# How to complete this task:
If a line of the data below holds the string "ErrorCode", copy it.

........

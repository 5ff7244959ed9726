//! In-memory adapters.
//!
//! Used by unit and integration tests, and by the binary when no database
//! URL is configured. Nothing survives a restart.

mod credit_transactions;
mod users;
mod webhook_events;

pub use credit_transactions::InMemoryCreditTransactionRepository;
pub use users::InMemoryUserRepository;
pub use webhook_events::InMemoryWebhookEventRepository;
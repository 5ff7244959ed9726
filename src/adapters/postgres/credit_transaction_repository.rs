//! PostgreSQL implementation of CreditTransactionRepository.

use async_trait::async_trait;
use chrono::{DateTime, Utc};
use sqlx::PgPool;
use uuid::Uuid;

use crate::domain::credits::{
    CreditTransaction, CreditTransactionKind, NewCreditTransaction, TransactionQuery,
};
use crate::domain::foundation::{DomainError, ErrorCode, Timestamp, TransactionId, UserId};
use crate::ports::CreditTransactionRepository;

pub struct PostgresCreditTransactionRepository {
    pool: PgPool,
}

impl PostgresCreditTransactionRepository {
    pub fn new(pool: PgPool) -> Self {
        Self { pool }
    }
}

#[derive(Debug, sqlx::FromRow)]
struct CreditTransactionRow {
    id: Uuid,
    user_id: String,
    amount: i64,
    #[sqlx(rename = "type")]
    kind: String,
    description: String,
    reference_id: Option<String>,
    balance_after: Option<i64>,
    created_at: DateTime<Utc>,
}

impl TryFrom<CreditTransactionRow> for CreditTransaction {
    type Error = DomainError;

    fn try_from(row: CreditTransactionRow) -> Result<Self, Self::Error> {
        let kind = row.kind.parse::<CreditTransactionKind>().map_err(|e| {
            DomainError::new(ErrorCode::DatabaseError, format!("Invalid transaction type: {}", e))
        })?;

        Ok(CreditTransaction {
            id: TransactionId::from_uuid(row.id),
            user_id: UserId::new(row.user_id).map_err(|e| {
                DomainError::new(ErrorCode::DatabaseError, format!("Invalid user_id: {}", e))
            })?,
            amount: row.amount,
            kind,
            description: row.description,
            reference_id: row.reference_id,
            balance_after: row.balance_after,
            created_at: Timestamp::from_datetime(row.created_at),
        })
    }
}

fn db_error(action: &str) -> impl FnOnce(sqlx::Error) -> DomainError + '_ {
    move |e| DomainError::new(ErrorCode::DatabaseError, format!("Failed to {}: {}", action, e))
}

#[async_trait]
impl CreditTransactionRepository for PostgresCreditTransactionRepository {
    async fn record(&self, entry: NewCreditTransaction) -> Result<CreditTransaction, DomainError> {
        let tx = entry.into_transaction();

        sqlx::query(
            r#"
            INSERT INTO credit_transactions (
                id, user_id, amount, type, description, reference_id, balance_after, created_at
            ) VALUES ($1, $2, $3, $4, $5, $6, $7, $8)
            "#,
        )
        .bind(tx.id.as_uuid())
        .bind(tx.user_id.as_str())
        .bind(tx.amount)
        .bind(tx.kind.as_str())
        .bind(&tx.description)
        .bind(&tx.reference_id)
        .bind(tx.balance_after)
        .bind(tx.created_at.as_datetime())
        .execute(&self.pool)
        .await
        .map_err(db_error("record credit transaction"))?;

        Ok(tx)
    }

    async fn list(
        &self,
        user_id: &UserId,
        query: &TransactionQuery,
    ) -> Result<Vec<CreditTransaction>, DomainError> {
        let rows: Vec<CreditTransactionRow> = sqlx::query_as(
            r#"
            SELECT id, user_id, amount, type, description, reference_id, balance_after, created_at
            FROM credit_transactions
            WHERE user_id = $1 AND ($2::text IS NULL OR type = $2)
            ORDER BY created_at DESC
            LIMIT $3 OFFSET $4
            "#,
        )
        .bind(user_id.as_str())
        .bind(query.kind.map(|k| k.as_str()))
        .bind(i64::from(query.limit))
        .bind(i64::from(query.offset))
        .fetch_all(&self.pool)
        .await
        .map_err(db_error("list credit transactions"))?;

        rows.into_iter().map(CreditTransaction::try_from).collect()
    }

    async fn find(
        &self,
        id: &TransactionId,
        user_id: &UserId,
    ) -> Result<Option<CreditTransaction>, DomainError> {
        let row: Option<CreditTransactionRow> = sqlx::query_as(
            r#"
            SELECT id, user_id, amount, type, description, reference_id, balance_after, created_at
            FROM credit_transactions
            WHERE id = $1 AND user_id = $2
            "#,
        )
        .bind(id.as_uuid())
        .bind(user_id.as_str())
        .fetch_optional(&self.pool)
        .await
        .map_err(db_error("find credit transaction"))?;

        row.map(CreditTransaction::try_from).transpose()
    }

    async fn has_reference(&self, user_id: &UserId, reference_id: &str) -> Result<bool, DomainError> {
        let (exists,): (bool,) = sqlx::query_as(
            r#"
            SELECT EXISTS (
                SELECT 1 FROM credit_transactions
                WHERE user_id = $1 AND reference_id = $2
            )
            "#,
        )
        .bind(user_id.as_str())
        .bind(reference_id)
        .fetch_one(&self.pool)
        .await
        .map_err(db_error("check credit transaction reference"))?;

        Ok(exists)
    }

    async fn total_granted(&self, user_id: &UserId) -> Result<i64, DomainError> {
        let (total,): (i64,) = sqlx::query_as(
            r#"
            SELECT COALESCE(SUM(amount), 0)::BIGINT
            FROM credit_transactions
            WHERE user_id = $1 AND type = 'grant'
            "#,
        )
        .bind(user_id.as_str())
        .fetch_one(&self.pool)
        .await
        .map_err(db_error("sum granted credits"))?;

        Ok(total)
    }

    async fn total_consumed(&self, user_id: &UserId) -> Result<i64, DomainError> {
        let (total,): (i64,) = sqlx::query_as(
            r#"
            SELECT COALESCE(SUM(ABS(amount)), 0)::BIGINT
            FROM credit_transactions
            WHERE user_id = $1 AND type = 'consume'
            "#,
        )
        .bind(user_id.as_str())
        .fetch_one(&self.pool)
        .await
        .map_err(db_error("sum consumed credits"))?;

        Ok(total)
    }

    async fn reassign_user(&self, from: &UserId, to: &UserId) -> Result<u64, DomainError> {
        let result = sqlx::query("UPDATE credit_transactions SET user_id = $2 WHERE user_id = $1")
            .bind(from.as_str())
            .bind(to.as_str())
            .execute(&self.pool)
            .await
            .map_err(db_error("reassign credit transactions"))?;

        Ok(result.rows_affected())
    }
}
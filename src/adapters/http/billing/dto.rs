//! HTTP DTOs for billing, credit and identity endpoints.
//!
//! Response shapes are fixed by the frontend and the payment provider, so
//! field names follow their casing rather than Rust's.

use serde::{Deserialize, Serialize};

use crate::domain::billing::WebhookEventStatus;
use crate::domain::credits::{CreditBalance, CreditTransaction, TransactionQuery};
use crate::domain::user::UserRecord;

// ════════════════════════════════════════════════════════════════════════════════
// Request DTOs
// ════════════════════════════════════════════════════════════════════════════════

/// Query string for `GET /api/credits/transactions`.
///
/// `type` stays a string here so an unknown value can be answered with 400
/// instead of axum's generic query rejection.
#[derive(Debug, Clone, Default, Deserialize)]
pub struct TransactionListParams {
    pub limit: Option<u32>,
    pub offset: Option<u32>,
    #[serde(rename = "type")]
    pub kind: Option<String>,
}

// ════════════════════════════════════════════════════════════════════════════════
// Response DTOs
// ════════════════════════════════════════════════════════════════════════════════

/// Body returned to the payment provider.
#[derive(Debug, Clone, PartialEq, Serialize)]
pub struct WebhookAckResponse {
    pub ok: bool,
    #[serde(skip_serializing_if = "Option::is_none")]
    pub duplicate: Option<bool>,
    #[serde(skip_serializing_if = "Option::is_none")]
    pub status: Option<WebhookEventStatus>,
}

impl WebhookAckResponse {
    pub fn processed() -> Self {
        Self {
            ok: true,
            duplicate: None,
            status: None,
        }
    }

    pub fn duplicate(status: WebhookEventStatus) -> Self {
        Self {
            ok: true,
            duplicate: Some(true),
            status: Some(status),
        }
    }
}

#[derive(Debug, Clone, Serialize)]
pub struct MessageResponse {
    pub message: &'static str,
}

#[derive(Debug, Clone, Serialize)]
#[serde(rename_all = "camelCase")]
pub struct BillingStatusResponse {
    pub has_active_subscription: bool,
}

/// Envelope used by the credit endpoints.
#[derive(Debug, Clone, Serialize)]
pub struct SuccessResponse<T> {
    pub success: bool,
    pub data: T,
    #[serde(skip_serializing_if = "Option::is_none")]
    pub pagination: Option<PaginationResponse>,
}

impl<T> SuccessResponse<T> {
    pub fn new(data: T) -> Self {
        Self {
            success: true,
            data,
            pagination: None,
        }
    }

    pub fn with_pagination(mut self, pagination: PaginationResponse) -> Self {
        self.pagination = Some(pagination);
        self
    }
}

#[derive(Debug, Clone, Serialize)]
#[serde(rename_all = "camelCase")]
pub struct CreditSummaryResponse {
    pub total: i64,
    pub used: i64,
    pub remaining: i64,
    pub percentage: i64,
    /// ISO 8601, or null when no reset date is set.
    pub reset_date: Option<String>,
    pub subscription_tier: Option<String>,
}

impl From<&UserRecord> for CreditSummaryResponse {
    fn from(user: &UserRecord) -> Self {
        let balance: CreditBalance = user.balance();
        Self {
            total: balance.total,
            used: balance.used,
            remaining: balance.remaining,
            percentage: balance.remaining_percentage(),
            reset_date: user.credits_reset_date.map(|d| d.to_rfc3339()),
            subscription_tier: user.subscription_tier.clone(),
        }
    }
}

#[derive(Debug, Clone, Serialize)]
pub struct CreditTransactionResponse {
    pub id: String,
    pub user_id: String,
    pub amount: i64,
    #[serde(rename = "type")]
    pub kind: String,
    pub description: String,
    pub reference_id: Option<String>,
    pub balance_after: Option<i64>,
    pub created_at: String,
}

impl From<CreditTransaction> for CreditTransactionResponse {
    fn from(tx: CreditTransaction) -> Self {
        Self {
            id: tx.id.to_string(),
            user_id: tx.user_id.to_string(),
            amount: tx.amount,
            kind: tx.kind.as_str().to_string(),
            description: tx.description,
            reference_id: tx.reference_id,
            balance_after: tx.balance_after,
            created_at: tx.created_at.to_rfc3339(),
        }
    }
}

#[derive(Debug, Clone, Copy, Serialize)]
pub struct PaginationResponse {
    pub limit: u32,
    pub offset: u32,
    pub count: usize,
}

impl PaginationResponse {
    pub fn new(query: &TransactionQuery, count: usize) -> Self {
        Self {
            limit: query.limit,
            offset: query.offset,
            count,
        }
    }
}

/// Error body shared by every endpoint.
#[derive(Debug, Clone, Serialize)]
pub struct ErrorResponse {
    pub error: String,
}

impl ErrorResponse {
    pub fn new(message: impl Into<String>) -> Self {
        Self {
            error: message.into(),
        }
    }
}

........

# Written answer:
use crate::domain::foundation::{DomainError, ErrorCode, Timestamp, TransactionId, UserId};
            DomainError::new(ErrorCode::DatabaseError, format!("Invalid transaction type: {}", e))
                DomainError::new(ErrorCode::DatabaseError, format!("Invalid user_id: {}", e))
    move |e| DomainError::new(ErrorCode::DatabaseError, format!("Failed to {}: {}", action, e))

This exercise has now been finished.